Mas voltando ao Colombo frio, apesar de os seus próprios seguidores já terem chamado a atenção de Manuel Rosa que nós próprios nunca indicámos outra coisa senão essa verdade documentada, ou seja, que Cristóvão Colombo era lígure, natural dos Estados de Génova, e portanto italiano, continua a ser divulgada a mentira, que lhes seria conveniente que fosse verdadeira, de nós defendermos a tese do tecelão, o que nos pareceria tão pouco adequado como defender a tese catalã, a galega, a grega ou outra qualquer... antes de termos terminado de as estudar, e podermos pronunciar-nos com a isenção necessária, conforme prometido aos leitores do Pseudo-História Colombina. E temos até ideia de já nestas páginas termos referido que o ponto mais fraco da argumentação a favor do Colombo da cidade de Génova é a incompatibilidade cronológica aparente da documentação deste com a biografia conhecida e documentada do aventureiro genovês. Não o facto de ter nascido eventualmente burguês e plebeu... como querem os pseudo-históricos portugueses, que tanto gostam de mitificar a Nobreza de Portugal, distinta das restantes nobrezas europeias na sua idiosincrasia, e que tão mal estudada trazem.

Aproveitamos aqui para um esclarecimento que julgamos útil aos crentes fundamentalistas das teorias esotéricas portuguesas sobre Colombo: estes dois colombistas portugueses, no seu espanto de que a historiografia portuguesa coloque geralmente Colombo no seu verdadeiro papel, e importância, fora da mitificação que lhe atribuiem as historiografias castelhana, italiana, e norte-americana tradicionais, entendem por isso que todos os historiadores portugueses acharam por bem debruçar-se atentamente sobre o mero pormenor histórico que são as origens intra-italianas de Colombo. Na realidade, tal como nós já havíamos avançado, cabe sobretudo à historiografia italiana a necessidade de se interessar, reestudar, e reapresentar o primeiro periodo colombino, antes dele sair de Itália, depois de expurgados erros documentais e interpretativos criados pela história nacionalista de Oitocentos. E a historiografia portuguesa tem muitíssimo mais com que se ocupar do que entrar na guerra colombina sobre as origens familiares de Colombo, tão avidamente disputado entre Castela, a Catalunha e a Itália por não
disporem de outros navegadores oceânicos de renome mundial, como também já aqui havíamos dito.

Quanto ao sr.

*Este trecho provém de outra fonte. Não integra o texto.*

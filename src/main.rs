use clap::Parser;
use eyre::{Context, Result};
use log::debug;
use reverie::chat::{ChatClient, ChatSession};
use reverie::config::Config;
use reverie::corpus::Corpus;
use reverie::embedding::OpenAiEmbedder;
use reverie::prompt::PromptBuilder;
use reverie::vector_store::VectorStore;
use std::io::{BufRead, Write, stdin, stdout};
use std::path::PathBuf;

/// Console RAG chatbot that role-plays a historical figure from a diary corpus.
#[derive(Parser, Debug)]
#[command(name = "reverie", version, about)]
struct Args {
    /// CSV corpus of diary entries.
    #[arg(long, default_value = "data/cognitive_dataset_van_gogh.csv")]
    corpus: PathBuf,

    /// Directory for the persisted vector index. Defaults to
    /// `<persona id>_index` next to the corpus.
    #[arg(long)]
    index_dir: Option<PathBuf>,

    /// JSON file overriding the model settings.
    #[arg(long)]
    model_config: Option<PathBuf>,

    /// JSON file overriding the persona (character) settings.
    #[arg(long)]
    persona_config: Option<PathBuf>,

    /// Number of diary entries to retrieve per turn.
    #[arg(long, default_value_t = 5)]
    top_k: usize,

    /// Re-embed the corpus even if a fresh index exists.
    #[arg(long)]
    rebuild: bool,

    /// Print the assembled system prompt before each reply.
    #[arg(long)]
    show_context: bool,

    /// Where to persist the chat history; pass to enable saving.
    #[arg(long)]
    history: Option<PathBuf>,
}

#[tokio::main]
async fn main() -> Result<()> {
    dotenv::dotenv().ok();
    env_logger::init();

    let args = Args::parse();
    let config = Config::load(args.model_config.as_deref(), args.persona_config.as_deref())
        .await?;
    let api_key = Config::api_key()?;

    let corpus = Corpus::load(&args.corpus)
        .await
        .wrap_err_with(|| format!("failed to load corpus {}", args.corpus.display()))?;
    println!("Loaded {} diary entries.", corpus.entries.len());

    let index_dir = args.index_dir.unwrap_or_else(|| {
        let dir = format!("{}_index", config.persona.id);
        args.corpus
            .parent()
            .map(|p| p.join(&dir))
            .unwrap_or_else(|| PathBuf::from(dir))
    });

    let embedder = OpenAiEmbedder::new(
        &config.model.endpoint,
        &api_key,
        &config.model.embedding_model,
    )?;
    let store = VectorStore::open_or_build(&index_dir, &corpus, &embedder, args.rebuild).await?;

    let mut client = ChatClient::new(&config.model.endpoint, &api_key, &config.model.chat_model)?;
    client.temperature = config.model.temperature;
    client.max_tokens = config.model.max_tokens;
    let mut session = ChatSession::new(client, args.history);

    let prompt_builder = PromptBuilder::new(config.persona.clone());
    println!(
        "Speaking with {}. Type 'quit' to leave.",
        config.persona.name
    );

    let mut input = String::new();
    let mut out = stdout();
    loop {
        print!("> ");
        out.flush()?;

        input.clear();
        if stdin().lock().read_line(&mut input)? == 0 {
            break;
        }
        let query = input.trim();
        if query.is_empty() {
            continue;
        }
        if query == "quit" || query == "exit" {
            break;
        }

        let matches = store.search_query(&embedder, query, args.top_k).await?;
        debug!("retrieved {} entries", matches.len());

        let matched_texts: Vec<String> = matches.into_iter().map(|(_, text)| text).collect();
        let rows = corpus.filter_by_text(&matched_texts);
        let system_prompt = prompt_builder.system_prompt(&rows);

        if args.show_context {
            println!("--- system prompt ---\n{system_prompt}\n---------------------");
        }

        session
            .process_and_chat(query, system_prompt, &mut out)
            .await?;
        println!();
    }

    Ok(())
}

Carlos Calado, e à crítica que nos tece, deixa-nos estupefactos, na medida em que temos vindo a ser acusados pelos rosistas e cubanistas colon'iais de ser elitistas, e de menosprezarmos qualquer trabalho de investigação que não seja académico... Na realidade, desprezamos sim é trabalhos de investigação quando elaborados sem ponta por onde se lhes pegue, com desprezo da Razão, dos documentos válidos coligidos, e sobretudo do bom senso! E isto, ou a falta disto, pode existir e existe decerto até dentro de pessoas com graus académicos em História, e não existir em alguma investigação séria e independente, completamente louvável. O preconceito, obviamente, parece encontrar-se sim em quem nos acusa, ao escrever "...Esta tese do Colombo “não necessariamente tecelão” foi, como se esperava, iniciada por um genovês de nome Vittorio Giunciuglio, simples operário reformado que escolheu a história como hobby. Claramente um distintíssimo membro da comunidade científica tantas vezes invocada como júri da verdade. É esta tese perfilhada pelo pseudo blog..." (1).

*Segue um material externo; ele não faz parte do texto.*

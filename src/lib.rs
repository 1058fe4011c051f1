pub mod chat;
pub mod config;
pub mod corpus;
pub mod embedding;
pub mod prompt;
pub mod vector_store;
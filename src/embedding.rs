use async_trait::async_trait;
use log::{debug, error};
use reqwest::Client;
use serde::{Deserialize, Serialize};
use std::time::Duration;
use thiserror::Error;

#[derive(Error, Debug)]
pub enum EmbeddingError {
    #[error("network error: {0}")]
    Network(String),
    #[error("invalid API key")]
    Authentication,
    #[error("rate limited by embedding endpoint")]
    RateLimit,
    #[error("embedding API error ({code}): {message}")]
    Api { code: String, message: String },
    #[error("embedding response had {got} vectors for {expected} inputs")]
    CountMismatch { expected: usize, got: usize },
}

/// Seam over the remote embedding endpoint so the index can be built and
/// searched against a deterministic stand-in under test.
#[async_trait]
pub trait Embedder: Send + Sync {
    async fn embed(&self, texts: &[String]) -> Result<Vec<Vec<f32>>, EmbeddingError>;

    fn model(&self) -> &str;
}

pub struct OpenAiEmbedder {
    client: Client,
    base_url: String,
    api_key: String,
    model: String,
}

impl OpenAiEmbedder {
    pub fn new(base_url: &str, api_key: &str, model: &str) -> Result<Self, EmbeddingError> {
        let client = Client::builder()
            .timeout(Duration::from_secs(120))
            .build()
            .map_err(|e| EmbeddingError::Network(e.to_string()))?;

        Ok(Self {
            client,
            base_url: base_url.trim_end_matches('/').to_string(),
            api_key: api_key.to_string(),
            model: model.to_string(),
        })
    }
}

#[async_trait]
impl Embedder for OpenAiEmbedder {
    async fn embed(&self, texts: &[String]) -> Result<Vec<Vec<f32>>, EmbeddingError> {
        if texts.is_empty() {
            return Ok(Vec::new());
        }

        let request = EmbeddingRequest {
            model: &self.model,
            input: texts,
        };

        debug!("embedding {} texts with {}", texts.len(), self.model);

        let response = self
            .client
            .post(format!("{}/embeddings", self.base_url))
            .header("Authorization", format!("Bearer {}", self.api_key))
            .json(&request)
            .send()
            .await
            .map_err(|e| EmbeddingError::Network(e.to_string()))?;

        let status = response.status();
        if !status.is_success() {
            let error_text = response.text().await.unwrap_or_default();
            error!("embedding API error: {} - {}", status, error_text);

            return Err(match status.as_u16() {
                401 => EmbeddingError::Authentication,
                429 => EmbeddingError::RateLimit,
                _ => EmbeddingError::Api {
                    code: status.to_string(),
                    message: error_text,
                },
            });
        }

        let body: EmbeddingResponse = response
            .json()
            .await
            .map_err(|e| EmbeddingError::Network(e.to_string()))?;

        if body.data.len() != texts.len() {
            return Err(EmbeddingError::CountMismatch {
                expected: texts.len(),
                got: body.data.len(),
            });
        }

        // The API does not guarantee input order.
        let mut data = body.data;
        data.sort_by_key(|d| d.index);
        Ok(data.into_iter().map(|d| d.embedding).collect())
    }

    fn model(&self) -> &str {
        &self.model
    }
}

#[derive(Debug, Serialize)]
struct EmbeddingRequest<'a> {
    model: &'a str,
    input: &'a [String],
}

#[derive(Debug, Deserialize)]
struct EmbeddingResponse {
    data: Vec<EmbeddingData>,
}

#[derive(Debug, Deserialize)]
struct EmbeddingData {
    index: usize,
    embedding: Vec<f32>,
}


#[cfg(test)]
mod tests {
    use super::testing::{FAKE_DIM, FakeEmbedder};
    use super::*;

    #[tokio::test]
    async fn fake_embedder_is_deterministic() {
        let embedder = FakeEmbedder;
        let a = embedder.embed(&["hello".to_string()]).await.unwrap();
        let b = embedder.embed(&["hello".to_string()]).await.unwrap();
        assert_eq!(a, b);
        assert_eq!(a[0].len(), FAKE_DIM);
    }

    #[tokio::test]
    async fn fake_embedder_distinguishes_inputs() {
        let embedder = FakeEmbedder;
        let out = embedder
            .embed(&["hello".to_string(), "world".to_string()])
            .await
            .unwrap();
        assert_ne!(out[0], out[1]);
    }

    #[test]
    fn response_vectors_reorder_by_index() {
        let body: EmbeddingResponse = serde_json::from_str(
            r#"{"data":[{"index":1,"embedding":[2.0]},{"index":0,"embedding":[1.0]}]}"#,
        )
        .unwrap();
        let mut data = body.data;
        data.sort_by_key(|d| d.index);
        let vectors: Vec<Vec<f32>> = data.into_iter().map(|d| d.embedding).collect();
        assert_eq!(vectors, vec![vec![1.0], vec![2.0]]);
    }
}
//! WebSocket connection state and lifecycle signals.

use crate::signal::Signal;

/// Current state of the shared subscription socket.
#[derive(Clone, Copy, Debug, PartialEq, Eq, Default)]
pub enum ConnectionState {
    /// No socket is open.
    #[default]
    Disconnected,
    /// Opening the socket and waiting for `connection_ack`.
    Connecting,
    /// Acknowledged and carrying subscriptions.
    Connected,
    /// Connection lost while subscriptions were active; waiting to retry.
    Reconnecting,
}

/// Signals emitted by the subscription socket.
///
/// # Example
///
/// ```ignore
/// client.connection_events().connected.connect(|_| {
///     tracing::info!("subscription socket opened");
/// });
/// ```
#[derive(Debug, Default)]
pub struct ConnectionEvents {
    /// Emitted when a connection attempt starts.
    pub connecting: Signal<()>,
    /// Emitted once the server acknowledged the connection.
    pub connected: Signal<()>,
    /// Emitted when an open socket is closed or lost.
    pub disconnected: Signal<()>,
    /// Emitted before each reconnection attempt, with the 1-based attempt number.
    pub reconnecting: Signal<u32>,
}
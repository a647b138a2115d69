//! Error types for the GraphQL client.

use std::path::PathBuf;

use crate::graphql::GraphQLError;

/// Errors surfaced by client operations.
///
/// Transport failures are mapped into this taxonomy and handed to the caller
/// of the operation that hit them. Nothing is retried or masked.
#[derive(Debug, Clone, thiserror::Error)]
pub enum ClientError {
    /// HTTP request failed.
    #[error("HTTP request error: {0}")]
    Request(String),

    /// An operation was passed to the wrong entry point; nothing was sent.
    #[error("Invalid operation: {0}")]
    InvalidOperation(String),

    /// Invalid URL provided.
    #[error("Invalid URL: {0}")]
    InvalidUrl(String),

    /// Request or handshake timed out.
    #[error("Request timed out")]
    Timeout,

    /// Connection refused or failed.
    #[error("Connection error: {0}")]
    Connection(String),

    /// Invalid header name or value.
    #[error("Invalid header: {0}")]
    InvalidHeader(String),

    /// JSON serialization/deserialization error.
    #[error("JSON error: {0}")]
    Json(String),

    /// HTTP error status (4xx or 5xx), including authentication rejections.
    #[error("HTTP {status}{}", .message.as_ref().map(|m| format!(": {m}")).unwrap_or_default())]
    HttpStatus {
        /// The HTTP status code.
        status: u16,
        /// Optional error message from the response body.
        message: Option<String>,
    },

    /// Errors reported by the GraphQL server.
    #[error("GraphQL error: {}", join_messages(.0))]
    GraphQL(Vec<GraphQLError>),

    /// WebSocket transport error.
    #[error("WebSocket error: {0}")]
    WebSocket(String),

    /// GraphQL-over-WebSocket protocol violation.
    #[error("Protocol error: {0}")]
    Protocol(String),

    /// Invalid or incomplete client settings.
    #[error("Configuration error: {0}")]
    Config(String),

    /// Failed to read a settings file.
    #[error("Failed to read '{}': {message}", .path.display())]
    Io {
        /// The file that could not be read.
        path: PathBuf,
        /// The underlying I/O error message.
        message: String,
    },
}

impl ClientError {
    /// Create an I/O error for the given path.
    pub fn io(path: impl Into<PathBuf>, source: std::io::Error) -> Self {
        Self::Io {
            path: path.into(),
            message: source.to_string(),
        }
    }

    /// Check whether the server rejected the credentials (HTTP 401 or 403).
    pub fn is_authentication_failure(&self) -> bool {
        matches!(self, Self::HttpStatus { status: 401 | 403, .. })
    }
}

fn join_messages(errors: &[GraphQLError]) -> String {
    errors
        .iter()
        .map(|e| e.message.as_str())
        .collect::<Vec<_>>()
        .join("; ")
}

impl From<reqwest::Error> for ClientError {
    fn from(err: reqwest::Error) -> Self {
        if err.is_timeout() {
            Self::Timeout
        } else if err.is_connect() {
            Self::Connection(err.to_string())
        } else if err.is_decode() {
            Self::Json(err.to_string())
        } else {
            Self::Request(err.to_string())
        }
    }
}

impl From<url::ParseError> for ClientError {
    fn from(err: url::ParseError) -> Self {
        Self::InvalidUrl(err.to_string())
    }
}

impl From<serde_json::Error> for ClientError {
    fn from(err: serde_json::Error) -> Self {
        Self::Json(err.to_string())
    }
}

impl From<toml::de::Error> for ClientError {
    fn from(err: toml::de::Error) -> Self {
        Self::Config(err.to_string())
    }
}

impl From<tokio_tungstenite::tungstenite::Error> for ClientError {
    fn from(err: tokio_tungstenite::tungstenite::Error) -> Self {
        use tokio_tungstenite::tungstenite::Error as WsError;
        match err {
            WsError::Io(e) => Self::Connection(e.to_string()),
            WsError::Url(e) => Self::InvalidUrl(e.to_string()),
            other => Self::WebSocket(other.to_string()),
        }
    }
}

impl From<http::header::InvalidHeaderName> for ClientError {
    fn from(err: http::header::InvalidHeaderName) -> Self {
        Self::InvalidHeader(err.to_string())
    }
}

impl From<http::header::InvalidHeaderValue> for ClientError {
    fn from(err: http::header::InvalidHeaderValue) -> Self {
        Self::InvalidHeader(err.to_string())
    }
}

/// A specialized Result type for client operations.
pub type Result<T> = std::result::Result<T, ClientError>;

Ora nós nunca tínhamos sequer ouvido falar em tal nome, que nos recordou o da gentil Gigliola Cinquetti dos anos sessenta pela dificuldade da sua pronunciação. Mas facilmente o encontrámos na Rede, realmente pintando Colombo cheio de teorias conspirativas neo-templárias, eventualmente romãs, mistérios indocumentados, espíritos revelados, lógicas por desvelar, e muitas outras coisas tão ao gosto sim do sr. Calado e do sr. Rosa... o que nos espanta é que alguém que tem um grau em Marketing, entre outros, e alguém que apoia a ridícula e mentirosa oficialização em bronze municipal de teses há muito desmontadas e ridiculizadas pela comunidade científica portuguesa, e por qualque pessoa de mero bom senso, atreverem-se agora a vir ridicularizar publicamente um seu colega italiano, de nacionalismo esotérico apenas comparável em Portugal à cena colon'ial perpetuada para turista ver diante da Câmara da Cuba, com a bênção socrática do punho fechado rosa actualmente no poder...

Armas de Inocêncio VIII
Faiança de Lucca della Robbia

Pois que realmente, atente-se, declarar o cruel ou implacável genovês "São Cristóvão Colombo" (4), como pretendem alguns mais fanáticos dos da Pseudo-História italiana, indignando-se por dois papas lhe terem recusado uma canonização política no sc. XIX, não é menos disparatadamente nacionalista do que defendê-lo como português natural, e filho de infantes, e Colonna de sangue, e outras patacoadas que tais. Começámos então a entender os actuais receios eventuais dos colon'iais lusitanos - o receio de que a estátua a Cristóváo "Colon", de castelhano bronze fundido em Madrid, tal como o renomeado Colombo ali representado, perdesse para alguma estátua a São Cristofero Colombo erigida em Itália... E nesta nossa divertida busca, fomos ter a Ruggero Marino (6), deixando apenas de parte a afirmação hebraica para Colombo, que já não tivemos tempo nem paciência para investigar.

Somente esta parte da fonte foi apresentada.